Imagen de una temporera amamantando a un bebé en una chabola en Huelva

Los asentamientos nacen junto a las carreteras polvorientas, en colinas peladas y torrenteras secas, bajo pinos y eucaliptos, a la espalda de los polígonos, detrás de vallas publicitarias que anuncian locales de comida basura y productos fitosanitarios para las cosechas; brotan cerca de las tierras de cultivo de fresas y arándanos en las que trabajarán sus habitantes y suelen desarrollarse poco a poco, a un paso del núcleo urbano, como una protuberancia del mismo. Cuando es posible, surgen cerca de las fuentes públicas, pues este detalle acortará el trayecto constante de sus moradores para abastecerse de agua. Los caminos que conducen a ellos son un ir y venir de personas a pie o en bici cargados con bidones. A estos poblados se les suele denominar con el nombre de lo que queda próximo; así existen, por ejemplo, “el del cementerio” o “el del hotel Portugal”. Se encuentran por toda la provincia de Huelva, la tierra de los frutos rojos. Los hay gigantescos, que conforman pequeñas ciudades, en los que se pierde la vista entre hileras de blancas chabolas, habitan 600 personas y se ha generado con los años una economía alternativa, con bares, peluquerías, iglesias y mezquitas, incluso talleres de coches y chabolas dedicadas a la prostitución. Hay también campamentos diminutos donde viven quizá 10 o 20 habitantes. Algunos de estos lugares son tan antiguos que nadie sabe fecharlos y otros tan recientes que aún no han sido nombrados. En ellos, mientras España echaba el cierre durante la pandemia, han estado viviendo cientos de trabajadores “esenciales” en condiciones deplorables.

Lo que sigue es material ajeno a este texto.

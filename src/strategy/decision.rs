//! Market-decision scorer.
//!
//! Five independent factors each vote for buying or selling. The vote count
//! is compared against the thresholds of the configured risk appetite to
//! produce BUY, SELL or HOLD with a confidence level. Everything here is
//! pure: inputs arrive as a `MarketSignals` snapshot.

use std::fmt;
use std::str::FromStr;

use chrono::{DateTime, Utc};
use rust_decimal::prelude::ToPrimitive;
use rust_decimal::Decimal;
use serde::{Deserialize, Serialize};

use crate::strategy::session::Session;

/// BTC 24h change above/below which the trend is UP/DOWN.
pub const TREND_BAND_PCT: f64 = 1.5;
/// BTC 24h change below which the BTC factor favours buying.
pub const BTC_BUY_BELOW_PCT: f64 = -0.1;
/// Spread above which it counts as wide.
pub const WIDE_SPREAD_PCT: f64 = 1.5;
/// Liquidity ratio below which the factor favours buying.
pub const LIQUIDITY_BUY_BELOW: f64 = 45.0;

const FACTOR_COUNT: u8 = 5;

#[derive(Debug, Clone, Copy, PartialEq, Eq, Default, Serialize, Deserialize)]
#[serde(rename_all = "lowercase")]
pub enum RiskAppetite {
    Safe,
    #[default]
    Balanced,
    Aggressive,
}

impl RiskAppetite {
    pub fn thresholds(self) -> RiskThresholds {
        match self {
            Self::Safe => RiskThresholds { buy: 4, sell: 4 },
            Self::Balanced => RiskThresholds { buy: 3, sell: 4 },
            Self::Aggressive => RiskThresholds { buy: 3, sell: 3 },
        }
    }
}

impl FromStr for RiskAppetite {
    type Err = String;

    fn from_str(s: &str) -> Result<Self, Self::Err> {
        match s.trim().to_ascii_lowercase().as_str() {
            "safe" => Ok(Self::Safe),
            "balanced" => Ok(Self::Balanced),
            "aggressive" => Ok(Self::Aggressive),
            other => Err(format!("unknown risk appetite: {other}")),
        }
    }
}

/// Language of reason strings and session labels.
#[derive(Debug, Clone, Copy, PartialEq, Eq, Default, Serialize, Deserialize)]
#[serde(rename_all = "lowercase")]
pub enum Locale {
    #[default]
    Vi,
    En,
}

#[derive(Debug, Clone, Copy, PartialEq, Eq, Serialize)]
pub struct RiskThresholds {
    pub buy: u8,
    pub sell: u8,
}

#[derive(Debug, Clone, Copy, PartialEq, Eq, Serialize, Deserialize)]
#[serde(rename_all = "UPPERCASE")]
pub enum Trend {
    Up,
    Down,
    Neutral,
}

pub fn classify_trend(change24h: f64) -> Trend {
    if change24h > TREND_BAND_PCT {
        Trend::Up
    } else if change24h < -TREND_BAND_PCT {
        Trend::Down
    } else {
        Trend::Neutral
    }
}

#[derive(Debug, Clone, Copy, PartialEq, Eq, Serialize)]
#[serde(rename_all = "UPPERCASE")]
pub enum Decision {
    Buy,
    Sell,
    Hold,
    Analyzing,
}

impl fmt::Display for Decision {
    fn fmt(&self, f: &mut fmt::Formatter<'_>) -> fmt::Result {
        let s = match self {
            Self::Buy => "BUY",
            Self::Sell => "SELL",
            Self::Hold => "HOLD",
            Self::Analyzing => "ANALYZING",
        };
        f.write_str(s)
    }
}

#[derive(Debug, Clone, Copy, PartialEq, Eq, Serialize)]
#[serde(rename_all = "UPPERCASE")]
pub enum Confidence {
    Low,
    Medium,
    High,
}

/// Inputs to one scoring run.
#[derive(Debug, Clone, PartialEq)]
pub struct MarketSignals {
    pub btc_change_24h: f64,
    pub best_buy: Option<Decimal>,
    pub best_sell: Option<Decimal>,
    pub spot_price: Option<Decimal>,
    /// Hour of day in UTC+7.
    pub hour: u32,
    pub buy_ad_count: usize,
    pub sell_ad_count: usize,
    pub buy_volume: Decimal,
    pub sell_volume: Decimal,
    pub buy_liquidity: Decimal,
    pub sell_liquidity: Decimal,
}

#[derive(Debug, Clone, PartialEq, Serialize)]
#[serde(rename_all = "camelCase")]
pub struct BtcFactor {
    pub change24h: f64,
    pub trend: Trend,
    pub favors_buying: bool,
}

#[derive(Debug, Clone, PartialEq, Serialize)]
#[serde(rename_all = "camelCase")]
pub struct SpreadFactor {
    pub best_buy: Option<Decimal>,
    pub best_sell: Option<Decimal>,
    pub percent: f64,
    pub wide: bool,
    pub favors_buying: bool,
}

#[derive(Debug, Clone, PartialEq, Serialize)]
#[serde(rename_all = "camelCase")]
pub struct SessionFactor {
    pub session: Session,
    pub name: &'static str,
    pub hour: u32,
    pub favors_buying: bool,
}

#[derive(Debug, Clone, PartialEq, Serialize)]
#[serde(rename_all = "camelCase")]
pub struct CompetitionFactor {
    pub buy_ads_count: usize,
    pub sell_ads_count: usize,
    pub buy_volume: Decimal,
    pub sell_volume: Decimal,
    pub favors_buying: bool,
}

#[derive(Debug, Clone, PartialEq, Serialize)]
#[serde(rename_all = "camelCase")]
pub struct LiquidityFactor {
    pub buy: Decimal,
    pub sell: Decimal,
    pub ratio: f64,
    pub favors_buying: bool,
}

#[derive(Debug, Clone, PartialEq, Serialize)]
#[serde(rename_all = "camelCase")]
pub struct DecisionMetrics {
    pub btc: BtcFactor,
    pub spread: SpreadFactor,
    pub session: SessionFactor,
    pub competition: CompetitionFactor,
    pub liquidity: LiquidityFactor,
    pub buy_factors: u8,
    pub sell_factors: u8,
    pub risk_appetite: RiskAppetite,
    pub thresholds: RiskThresholds,
}

#[derive(Debug, Clone, PartialEq, Serialize)]
#[serde(rename_all = "camelCase")]
pub struct MarketDecision {
    pub decision: Decision,
    pub confidence: Confidence,
    pub reason: String,
    pub metrics: Option<DecisionMetrics>,
    pub timestamp: DateTime<Utc>,
}

impl MarketDecision {
    /// Placeholder before the first poll completes.
    pub fn analyzing(locale: Locale) -> Self {
        let reason = match locale {
            Locale::Vi => "Đang phân tích thị trường...",
            Locale::En => "Analyzing market...",
        };
        Self {
            decision: Decision::Analyzing,
            confidence: Confidence::Low,
            reason: reason.to_string(),
            metrics: None,
            timestamp: Utc::now(),
        }
    }

    /// HOLD/LOW when the inputs could not be gathered.
    pub fn unavailable(locale: Locale, detail: &str) -> Self {
        let reason = match locale {
            Locale::Vi => format!("Không đủ dữ liệu thị trường để phân tích ({detail}). Tạm thời GIỮ."),
            Locale::En => format!("Not enough market data to decide ({detail}). Holding for now."),
        };
        Self {
            decision: Decision::Hold,
            confidence: Confidence::Low,
            reason,
            metrics: None,
            timestamp: Utc::now(),
        }
    }
}

/// `|sell - buy| / reference * 100`, where the reference is spot when known
/// and the midpoint of the two prices otherwise.
pub fn spread_percent(best_buy: Option<Decimal>, best_sell: Option<Decimal>, spot: Option<Decimal>) -> f64 {
    let (Some(buy), Some(sell)) = (best_buy, best_sell) else {
        return 0.0;
    };
    let reference = spot
        .filter(|s| *s > Decimal::ZERO)
        .unwrap_or((buy + sell) / Decimal::TWO);
    if reference <= Decimal::ZERO {
        return 0.0;
    }
    ((sell - buy).abs() * Decimal::ONE_HUNDRED / reference)
        .to_f64()
        .unwrap_or(0.0)
}

pub fn is_wide_spread(percent: f64) -> bool {
    percent > WIDE_SPREAD_PCT
}

/// Buy share of total liquidity, in percent. 50 when both sides are empty.
pub fn liquidity_ratio(buy: Decimal, sell: Decimal) -> f64 {
    let total = buy + sell;
    if total <= Decimal::ZERO {
        50.0
    } else {
        (buy * Decimal::ONE_HUNDRED / total).to_f64().unwrap_or(50.0)
    }
}

/// Map a buy-factor count to a decision and confidence.
pub fn aggregate(buy_factors: u8, appetite: RiskAppetite) -> (Decision, Confidence) {
    let buy = buy_factors.min(FACTOR_COUNT);
    let sell = FACTOR_COUNT - buy;
    let t = appetite.thresholds();

    let decision = match (buy >= t.buy, sell >= t.sell) {
        (true, false) => Decision::Buy,
        (false, true) => Decision::Sell,
        (true, true) if buy > sell => Decision::Buy,
        (true, true) if sell > buy => Decision::Sell,
        _ => Decision::Hold,
    };

    let confidence = match decision {
        Decision::Buy => confidence_for(buy),
        Decision::Sell => confidence_for(sell),
        _ => Confidence::Medium,
    };

    (decision, confidence)
}

fn confidence_for(agreeing: u8) -> Confidence {
    match agreeing {
        n if n >= 4 => Confidence::High,
        3 => Confidence::Medium,
        _ => Confidence::Low,
    }
}

/// Score one snapshot.
pub fn score(signals: &MarketSignals, appetite: RiskAppetite, locale: Locale) -> MarketDecision {
    let change = signals.btc_change_24h;
    let btc = BtcFactor {
        change24h: change,
        trend: classify_trend(change),
        favors_buying: change < BTC_BUY_BELOW_PCT,
    };

    let percent = spread_percent(signals.best_buy, signals.best_sell, signals.spot_price);
    let wide = is_wide_spread(percent);
    let spread = SpreadFactor {
        best_buy: signals.best_buy,
        best_sell: signals.best_sell,
        percent,
        wide,
        favors_buying: wide,
    };

    let current = Session::at_hour(signals.hour);
    let session = SessionFactor {
        session: current,
        name: current.label(locale),
        hour: signals.hour,
        favors_buying: current.favors_buying(btc.favors_buying),
    };

    let competition = CompetitionFactor {
        buy_ads_count: signals.buy_ad_count,
        sell_ads_count: signals.sell_ad_count,
        buy_volume: signals.buy_volume,
        sell_volume: signals.sell_volume,
        favors_buying: signals.sell_volume > signals.buy_volume,
    };

    let ratio = liquidity_ratio(signals.buy_liquidity, signals.sell_liquidity);
    let liquidity = LiquidityFactor {
        buy: signals.buy_liquidity,
        sell: signals.sell_liquidity,
        ratio,
        favors_buying: ratio < LIQUIDITY_BUY_BELOW,
    };

    let votes = [
        (btc.favors_buying, factor_name(FactorKind::Btc, locale)),
        (spread.favors_buying, factor_name(FactorKind::Spread, locale)),
        (session.favors_buying, session.name),
        (competition.favors_buying, factor_name(FactorKind::Competition, locale)),
        (liquidity.favors_buying, factor_name(FactorKind::Liquidity, locale)),
    ];

    let buy_factors = votes.iter().filter(|(b, _)| *b).count() as u8;
    let sell_factors = FACTOR_COUNT - buy_factors;
    let (decision, confidence) = aggregate(buy_factors, appetite);

    let supporting: Vec<&str> = votes
        .iter()
        .filter(|(b, _)| match decision {
            Decision::Buy => *b,
            Decision::Sell => !*b,
            _ => false,
        })
        .map(|(_, name)| *name)
        .collect();

    let reason = build_reason(decision, buy_factors, sell_factors, &supporting, locale);

    MarketDecision {
        decision,
        confidence,
        reason,
        metrics: Some(DecisionMetrics {
            btc,
            spread,
            session,
            competition,
            liquidity,
            buy_factors,
            sell_factors,
            risk_appetite: appetite,
            thresholds: appetite.thresholds(),
        }),
        timestamp: Utc::now(),
    }
}

enum FactorKind {
    Btc,
    Spread,
    Competition,
    Liquidity,
}

fn factor_name(kind: FactorKind, locale: Locale) -> &'static str {
    match (kind, locale) {
        (FactorKind::Btc, Locale::Vi) => "xu hướng BTC",
        (FactorKind::Spread, Locale::Vi) => "chênh lệch giá",
        (FactorKind::Competition, Locale::Vi) => "mức độ cạnh tranh",
        (FactorKind::Liquidity, Locale::Vi) => "thanh khoản",
        (FactorKind::Btc, Locale::En) => "BTC trend",
        (FactorKind::Spread, Locale::En) => "spread",
        (FactorKind::Competition, Locale::En) => "competition",
        (FactorKind::Liquidity, Locale::En) => "liquidity",
    }
}

fn build_reason(decision: Decision, buy: u8, sell: u8, supporting: &[&str], locale: Locale) -> String {
    let list = supporting.join(", ");
    match (decision, locale) {
        (Decision::Buy, Locale::Vi) => {
            format!("Thuận lợi cho đăng quảng cáo MUA: {buy}/{FACTOR_COUNT} yếu tố ủng hộ ({list}).")
        }
        (Decision::Sell, Locale::Vi) => {
            format!("Thuận lợi cho đăng quảng cáo BÁN: {sell}/{FACTOR_COUNT} yếu tố ủng hộ ({list}).")
        }
        (_, Locale::Vi) => {
            format!("Tín hiệu chưa rõ ràng: {buy} yếu tố MUA, {sell} yếu tố BÁN. Nên chờ thêm.")
        }
        (Decision::Buy, Locale::En) => {
            format!("Favourable for BUY ads: {buy}/{FACTOR_COUNT} factors agree ({list}).")
        }
        (Decision::Sell, Locale::En) => {
            format!("Favourable for SELL ads: {sell}/{FACTOR_COUNT} factors agree ({list}).")
        }
        (_, Locale::En) => {
            format!("Mixed signals: {buy} buy factors, {sell} sell factors. Wait for a clearer setup.")
        }
    }
}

Estas legiones de braceros se despiertan antes que el sol y acuden a las plazas donde los recogen furgonetas y autobuses para llevarlos hasta los campos de fresas, arándanos y frambuesas que se han extendido como una mancha por la provincia. Regresan a media tarde exhaustos pero contentos, se sientan en sillas desvencijadas y, mientras se lavan los pies y las manos en barreños, cuentan sus largos viajes, el ir y venir por los países, sus migraciones en función de las cosechas. Estamos a principios de junio. Y ahora que se acaba la primavera y la temporada termina en Huelva, muchos se dirigen hacia el norte, de camino a Aragón y Lleida, donde los melocotones y albaricoques ya maduran con el sol del verano. Cómo cruzan un país en cuarentena nadie sabe explicarlo del todo, algunos salen en coche de madrugada, se los traga la oscuridad y aparecen en Cataluña a la mañana siguiente.

Los poblados se vacían y vuelven a llenarse, pero cada año las temporadas son más largas y requieren de más mano de obra y los asentamientos se han vuelto crónicos. Crecen a medida que los métodos de la agricultura se intensifican y los márgenes de los agricultores menguan y se ensayan nuevos cultivos, como la naranja o el aguacate. Entonces llegan más personas desde el otro lado del mar, casi desnudos, y ni las instituciones públicas ni los empresarios son capaces de habilitar una respuesta.